Abstract found on Wiley Online Library
Patients with drug-resistant epilepsy suffer from an increased mortality rate, with the majority of deaths being epilepsy-related and 40% due to sudden unexpected death in epilepsy (SUDEP). Impact of epilepsy surgery on mortality has been investigated since the 1970s, with increased interest in this field during the past 15?years.
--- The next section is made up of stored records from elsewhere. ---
use tracing::{debug, info, instrument, warn};

use crate::ai::Agent;
use crate::game::{BoardModel, GameStatus, Player, Position};

use super::animation::{AnimationConfig, AnimationState};
use super::input::BoardGeometry;
use super::phase::Phase;
use super::render::{PendingPiece, Renderer, Scene};
use super::status::{StatusMessage, StatusSink};

/// Drives a game between the human (X) and the computer (O).
///
/// Time only moves when [`GameController::tick`] is called; the front-end
/// calls it at `tick_interval_ms`, tests call it directly. A move reaches the
/// board model on the last tick of its placement animation, and a win line
/// animation starts only after that.
pub struct GameController<S: StatusSink> {
    model: BoardModel,
    animation: AnimationState,
    phase: Phase,
    config: AnimationConfig,
    agent: Box<dyn Agent>,
    sink: S,
    last_status: Option<StatusMessage>,
    game_end_reported: bool,
}

impl<S: StatusSink> GameController<S> {
    pub fn new(config: AnimationConfig, agent: Box<dyn Agent>, sink: S) -> Self {
        let mut controller = GameController {
            model: BoardModel::new(),
            animation: AnimationState::new(),
            phase: Phase::WaitingForPlayerInput,
            config,
            agent,
            sink,
            last_status: None,
            game_end_reported: false,
        };
        controller.publish_status();
        controller
    }

    pub fn model(&self) -> &BoardModel {
        &self.model
    }

    pub fn animation(&self) -> &AnimationState {
        &self.animation
    }

    pub fn phase(&self) -> Phase {
        self.phase
    }

    pub fn config(&self) -> &AnimationConfig {
        &self.config
    }

    pub fn sink(&self) -> &S {
        &self.sink
    }

    pub fn status(&self) -> StatusMessage {
        StatusMessage::for_model(&self.model)
    }

    pub fn is_animating(&self) -> bool {
        self.phase.is_animating()
    }

    /// Human tap on (row, col). Returns whether a move was started; taps
    /// while busy, out of range or on a taken cell are dropped.
    #[instrument(level = "debug", skip(self), fields(phase = ?self.phase))]
    pub fn handle_tap(&mut self, row: usize, col: usize) -> bool {
        if !self.phase.accepts_input() {
            debug!("tap ignored while busy");
            return false;
        }
        let Some(pos) = Position::try_new(row, col) else {
            debug!("tap outside the board");
            return false;
        };
        if self.model.current_player() != Some(Player::X) || !self.model.board().is_empty_at(pos) {
            debug!(%pos, "tap on unavailable cell");
            return false;
        }

        self.start_placement(pos, Player::X);
        true
    }

    /// Tap in surface coordinates, mapped through `geometry`
    pub fn handle_pointer(&mut self, x: f32, y: f32, geometry: &BoardGeometry) -> bool {
        match geometry.cell_at(x, y) {
            Some(pos) => self.handle_tap(pos.row, pos.col),
            None => false,
        }
    }

    /// Start a fresh game. Valid in any phase; whatever animation was in
    /// flight is dropped with the old phase.
    #[instrument(skip(self), fields(phase = ?self.phase))]
    pub fn reset(&mut self) {
        info!("new game");
        self.model.reset();
        self.animation.reset();
        self.phase = Phase::WaitingForPlayerInput;
        self.game_end_reported = false;
        self.last_status = None;
        self.publish_status();
    }

    /// Advance one step. Returns false when there was nothing to advance.
    pub fn tick(&mut self) -> bool {
        match self.phase {
            Phase::WaitingForPlayerInput | Phase::GameOver => false,
            Phase::AnimatingPlacement { pos, player, frame } => {
                let frame = frame + 1;
                let steps = self.config.placement_steps.max(1);
                self.animation
                    .advance_cell(pos, frame as f32 / steps as f32);
                if frame >= steps {
                    self.commit(pos, player);
                } else {
                    self.phase = Phase::AnimatingPlacement { pos, player, frame };
                }
                true
            }
            Phase::ComputerThinking { remaining_ticks } => {
                let remaining_ticks = remaining_ticks.saturating_sub(1);
                if remaining_ticks == 0 {
                    self.start_computer_move();
                } else {
                    self.phase = Phase::ComputerThinking { remaining_ticks };
                }
                true
            }
            Phase::AnimatingWinLine { frame } => {
                let frame = frame + 1;
                let steps = self.config.win_line_steps.max(1);
                self.animation
                    .advance_win_line(frame as f32 / steps as f32);
                if frame >= steps {
                    self.phase = Phase::GameOver;
                    self.report_game_end();
                } else {
                    self.phase = Phase::AnimatingWinLine { frame };
                }
                true
            }
        }
    }

    pub fn scene(&self) -> Scene<'_> {
        let pending = match self.phase {
            Phase::AnimatingPlacement { pos, player, .. } => Some(PendingPiece {
                pos,
                player,
                progress: self.animation.cell(pos),
            }),
            _ => None,
        };
        Scene {
            board: self.model.board(),
            animation: &self.animation,
            pending,
            win_line: self.model.win_line(),
            phase: self.phase,
            status: self.status(),
        }
    }

    pub fn render<R: Renderer + ?Sized>(&self, renderer: &mut R) -> Result<(), R::Error> {
        renderer.render(&self.scene())
    }

    fn start_placement(&mut self, pos: Position, player: Player) {
        debug!(%pos, ?player, "placement animation started");
        self.animation.start_cell(pos);
        self.phase = Phase::AnimatingPlacement {
            pos,
            player,
            frame: 0,
        };
    }

    fn commit(&mut self, pos: Position, player: Player) {
        if let Err(err) = self.model.apply_move(pos.row, pos.col, player) {
            // Input gating makes this unreachable
            debug_assert!(false, "animated move rejected: {err}");
            warn!(%err, %pos, ?player, "animated move rejected");
            self.phase = self.idle_phase();
            return;
        }
        self.publish_status();

        match self.model.status() {
            GameStatus::Won { player, line } => {
                info!(?player, ?line, "game won");
                self.animation.start_win_line();
                self.phase = Phase::AnimatingWinLine { frame: 0 };
            }
            GameStatus::Draw => {
                info!("game drawn");
                self.phase = Phase::GameOver;
                self.report_game_end();
            }
            GameStatus::InProgress {
                current_player: Player::O,
            } => self.begin_computer_turn(),
            GameStatus::InProgress {
                current_player: Player::X,
            } => self.phase = Phase::WaitingForPlayerInput,
        }
    }

    fn begin_computer_turn(&mut self) {
        let ticks = self.config.computer_delay_ticks();
        if ticks == 0 {
            self.start_computer_move();
        } else {
            self.phase = Phase::ComputerThinking {
                remaining_ticks: ticks,
            };
        }
    }

    fn start_computer_move(&mut self) {
        let choice = self.agent.select_move(&self.model);
        match choice.and_then(|pos| Position::try_new(pos.row, pos.col)) {
            Some(pos) if self.model.board().is_empty_at(pos) => {
                info!(agent = self.agent.name(), %pos, "computer move");
                self.start_placement(pos, Player::O);
            }
            _ => {
                // Off-board or taken picks from the agent are dropped
                warn!(agent = self.agent.name(), ?choice, "computer had no legal move");
                self.phase = self.idle_phase();
            }
        }
    }

    fn idle_phase(&self) -> Phase {
        if self.model.is_game_over() {
            Phase::GameOver
        } else {
            Phase::WaitingForPlayerInput
        }
    }

    fn publish_status(&mut self) {
        let status = self.status();
        if self.last_status != Some(status) {
            self.last_status = Some(status);
            self.sink.on_status_update(&status.to_string());
        }
    }

    fn report_game_end(&mut self) {
        if !self.game_end_reported {
            self.game_end_reported = true;
            info!(status = %self.status(), "game over");
            self.sink.on_game_end();
        }
    }
}
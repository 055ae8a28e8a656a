use crate::ai::WinBlockAgent;
use crate::config::AppConfig;
use crate::controller::{BoardGeometry, GameController, StatusSink};
use crate::game::{Position, SIZE};
use crossterm::event::{
    self, Event, KeyCode, KeyEvent, KeyEventKind, MouseButton, MouseEvent, MouseEventKind,
};
use ratatui::backend::Backend;
use std::io;
use std::time::Instant;
use tracing::debug;

use super::game_view::TerminalRenderer;
use super::status_sink::TracingStatusSink;

pub struct App<S: StatusSink> {
    controller: GameController<S>,
    cursor: Position,
    should_quit: bool,
}

impl App<TracingStatusSink> {
    pub fn new(config: &AppConfig) -> Self {
        let agent = match config.ai.seed {
            Some(seed) => WinBlockAgent::seeded(seed),
            None => WinBlockAgent::new(),
        };
        let controller = GameController::new(
            config.animation.clone(),
            Box::new(agent),
            TracingStatusSink::new(),
        );
        Self::with_controller(controller)
    }
}

impl<S: StatusSink> App<S> {
    pub fn with_controller(controller: GameController<S>) -> Self {
        App {
            controller,
            cursor: Position::new(1, 1), // Start in middle
            should_quit: false,
        }
    }

    pub fn controller(&self) -> &GameController<S> {
        &self.controller
    }

    pub fn cursor(&self) -> Position {
        self.cursor
    }

    pub fn should_quit(&self) -> bool {
        self.should_quit
    }

    /// Main application loop. Input is polled until the next tick is due,
    /// so ticks keep a fixed interval while keys and clicks stay responsive.
    pub fn run<B: Backend>(&mut self, renderer: &mut TerminalRenderer<B>) -> io::Result<()>
    where
        B::Error: Into<io::Error>,
    {
        let interval = self.controller.config().tick_interval();
        let mut next_tick = Instant::now() + interval;

        loop {
            renderer.set_cursor(self.cursor);
            self.controller
                .render(renderer)
                .map_err(Into::<io::Error>::into)?;

            if self.should_quit {
                break;
            }

            let timeout = next_tick.saturating_duration_since(Instant::now());
            if event::poll(timeout)? {
                let event = event::read()?;
                self.handle_event(event, &renderer.geometry());
            }

            if Instant::now() >= next_tick {
                self.controller.tick();
                next_tick = Instant::now() + interval;
            }
        }
        Ok(())
    }

    /// Handle one terminal event against the grid drawn in the last frame
    pub fn handle_event(&mut self, event: Event, geometry: &BoardGeometry) {
        match event {
            Event::Key(key) => self.handle_key(key),
            Event::Mouse(mouse) => self.handle_mouse(mouse, geometry),
            _ => {}
        }
    }

    fn handle_key(&mut self, key: KeyEvent) {
        if key.kind == KeyEventKind::Release {
            return;
        }

        match key.code {
            KeyCode::Char('q') | KeyCode::Esc => {
                self.should_quit = true;
            }
            KeyCode::Left => {
                self.cursor.col = self.cursor.col.saturating_sub(1);
            }
            KeyCode::Right => {
                self.cursor.col = (self.cursor.col + 1).min(SIZE - 1);
            }
            KeyCode::Up => {
                self.cursor.row = self.cursor.row.saturating_sub(1);
            }
            KeyCode::Down => {
                self.cursor.row = (self.cursor.row + 1).min(SIZE - 1);
            }
            KeyCode::Enter | KeyCode::Char(' ') => {
                self.controller.handle_tap(self.cursor.row, self.cursor.col);
            }
            KeyCode::Char(c @ '1'..='9') => {
                let index = c as usize - '1' as usize;
                if let Some(pos) = Position::from_index(index) {
                    if self.controller.handle_tap(pos.row, pos.col) {
                        self.cursor = pos;
                    }
                }
            }
            KeyCode::Char('r') | KeyCode::Char('R') => {
                self.controller.reset();
            }
            _ => {}
        }
    }

    fn handle_mouse(&mut self, mouse: MouseEvent, geometry: &BoardGeometry) {
        if mouse.kind != MouseEventKind::Down(MouseButton::Left) {
            return;
        }
        let (x, y) = (f32::from(mouse.column), f32::from(mouse.row));
        debug!(x, y, "click");
        if self.controller.handle_pointer(x, y, geometry) {
            if let Some(pos) = geometry.cell_at(x, y) {
                self.cursor = pos;
            }
        }
    }
}

#[cfg(test)]
mod tests {
    use super::*;
    use crate::controller::{AnimationConfig, Phase};
    use crossterm::event::KeyModifiers;

    fn app() -> App<TracingStatusSink> {
        let mut config = AppConfig::default();
        config.ai.seed = Some(3);
        App::new(&config)
    }

    fn key(code: KeyCode) -> Event {
        Event::Key(KeyEvent::new(code, KeyModifiers::NONE))
    }

    fn click(column: u16, row: u16) -> Event {
        Event::Mouse(MouseEvent {
            kind: MouseEventKind::Down(MouseButton::Left),
            column,
            row,
            modifiers: KeyModifiers::NONE,
        })
    }

    fn geometry() -> BoardGeometry {
        BoardGeometry::new(0.0, 0.0, 8.0, 4.0)
    }

    #[test]
    fn test_cursor_moves_and_clamps() {
        let mut app = app();
        for _ in 0..5 {
            app.handle_event(key(KeyCode::Left), &geometry());
            app.handle_event(key(KeyCode::Up), &geometry());
        }
        assert_eq!(app.cursor(), Position::new(0, 0));
        for _ in 0..5 {
            app.handle_event(key(KeyCode::Right), &geometry());
        }
        app.handle_event(key(KeyCode::Down), &geometry());
        assert_eq!(app.cursor(), Position::new(1, 2));
    }

    #[test]
    fn test_enter_taps_cursor_cell() {
        let mut app = app();
        app.handle_event(key(KeyCode::Enter), &geometry());
        assert!(matches!(
            app.controller().phase(),
            Phase::AnimatingPlacement { pos, .. } if pos == Position::new(1, 1)
        ));
    }

    #[test]
    fn test_digit_taps_numbered_cell() {
        let mut app = app();
        app.handle_event(key(KeyCode::Char('3')), &geometry());
        assert_eq!(app.cursor(), Position::new(0, 2));
        assert!(app.controller().is_animating());
    }

    #[test]
    fn test_click_maps_to_cell() {
        let mut app = app();
        app.handle_event(click(1, 9), &geometry());
        assert_eq!(app.cursor(), Position::new(2, 0));
        assert!(app.controller().is_animating());

        // Clicks while animating are dropped
        let phase = app.controller().phase();
        app.handle_event(click(17, 1), &geometry());
        assert_eq!(app.controller().phase(), phase);
    }

    #[test]
    fn test_click_outside_grid_is_ignored() {
        let mut app = app();
        app.handle_event(click(40, 1), &geometry());
        assert_eq!(app.controller().phase(), Phase::WaitingForPlayerInput);
        assert_eq!(app.cursor(), Position::new(1, 1));
    }

    #[test]
    fn test_reset_and_quit_keys() {
        let mut app = app();
        app.handle_event(key(KeyCode::Char('5')), &geometry());
        app.handle_event(key(KeyCode::Char('r')), &geometry());
        assert_eq!(app.controller().phase(), Phase::WaitingForPlayerInput);
        assert_eq!(app.controller().model().move_count(), 0);
        assert!(!app.should_quit());

        app.handle_event(key(KeyCode::Char('q')), &geometry());
        assert!(app.should_quit());
    }

    #[test]
    fn test_new_uses_configured_animation() {
        let mut config = AppConfig::default();
        config.animation = AnimationConfig {
            placement_steps: 2,
            ..AnimationConfig::default()
        };
        let app = App::new(&config);
        assert_eq!(app.controller().config().placement_steps, 2);
        assert_eq!(app.controller().sink().last_status(), "Your turn (X)");
    }
}
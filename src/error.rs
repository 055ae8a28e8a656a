use std::path::PathBuf;

/// Errors that can occur when loading configuration.
#[derive(Debug, thiserror::Error)]
pub enum ConfigError {
    #[error("failed to read config file {path}: {source}")]
    FileRead {
        path: PathBuf,
        source: std::io::Error,
    },

    #[error("failed to parse TOML: {0}")]
    TomlParse(#[from] toml::de::Error),

    #[error("config validation error: {0}")]
    Validation(String),
}

#[cfg(test)]
mod tests {
    use super::*;

    #[test]
    fn test_config_error_display() {
        let err = ConfigError::Validation("animation.placement_steps must be > 0".to_string());
        assert_eq!(
            err.to_string(),
            "config validation error: animation.placement_steps must be > 0"
        );
    }

    #[test]
    fn test_file_read_error_names_path() {
        let err = ConfigError::FileRead {
            path: PathBuf::from("tic_tac_toe.toml"),
            source: std::io::Error::new(std::io::ErrorKind::PermissionDenied, "denied"),
        };
        assert_eq!(
            err.to_string(),
            "failed to read config file tic_tac_toe.toml: denied"
        );
    }

    #[test]
    fn test_toml_error_converts() {
        let parse_err = toml::from_str::<toml::Value>("[animation").unwrap_err();
        let err: ConfigError = parse_err.into();
        assert!(matches!(err, ConfigError::TomlParse(_)));
        assert!(err.to_string().starts_with("failed to parse TOML"));
    }
}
We systematically reviewed studies investigating mortality rate in patients undergoing epilepsy surgery or neuromodulation therapies. Quality of available evidence proved heterogenous and often limited by significant methodological issues. Peri-operative mortality following epilepsy surgery was found <?1%. Meta-analysis of studies that directly compared patients who underwent surgery to those not operated following presurgical evaluation showed that the former have a two-fold lower risk of death and a three-fold lower risk of SUDEP than the latter (Odds ratio (95% CI): 0.40 (0.29-0.56, p<0.0001) for overall mortality and 0.32 (0.18-0.57, p<0.001) for SUDEP). Limited data are available regarding the risk of death and SUDEP in patients undergoing neuromodulation therapies, though some evidence indicate that vagus nerve stimulation might be associated with lower risk of SUDEP.
Several key questions remain to be addressed in future studies, considering the need to better inform patients about the long-term benefit-risk ratio of epilepsy surgery. Dedicated long-term prospective studies will thus be required to provide more personalized information on the impact of surgery and/or neuromodulation on the risk of death and SUDEP.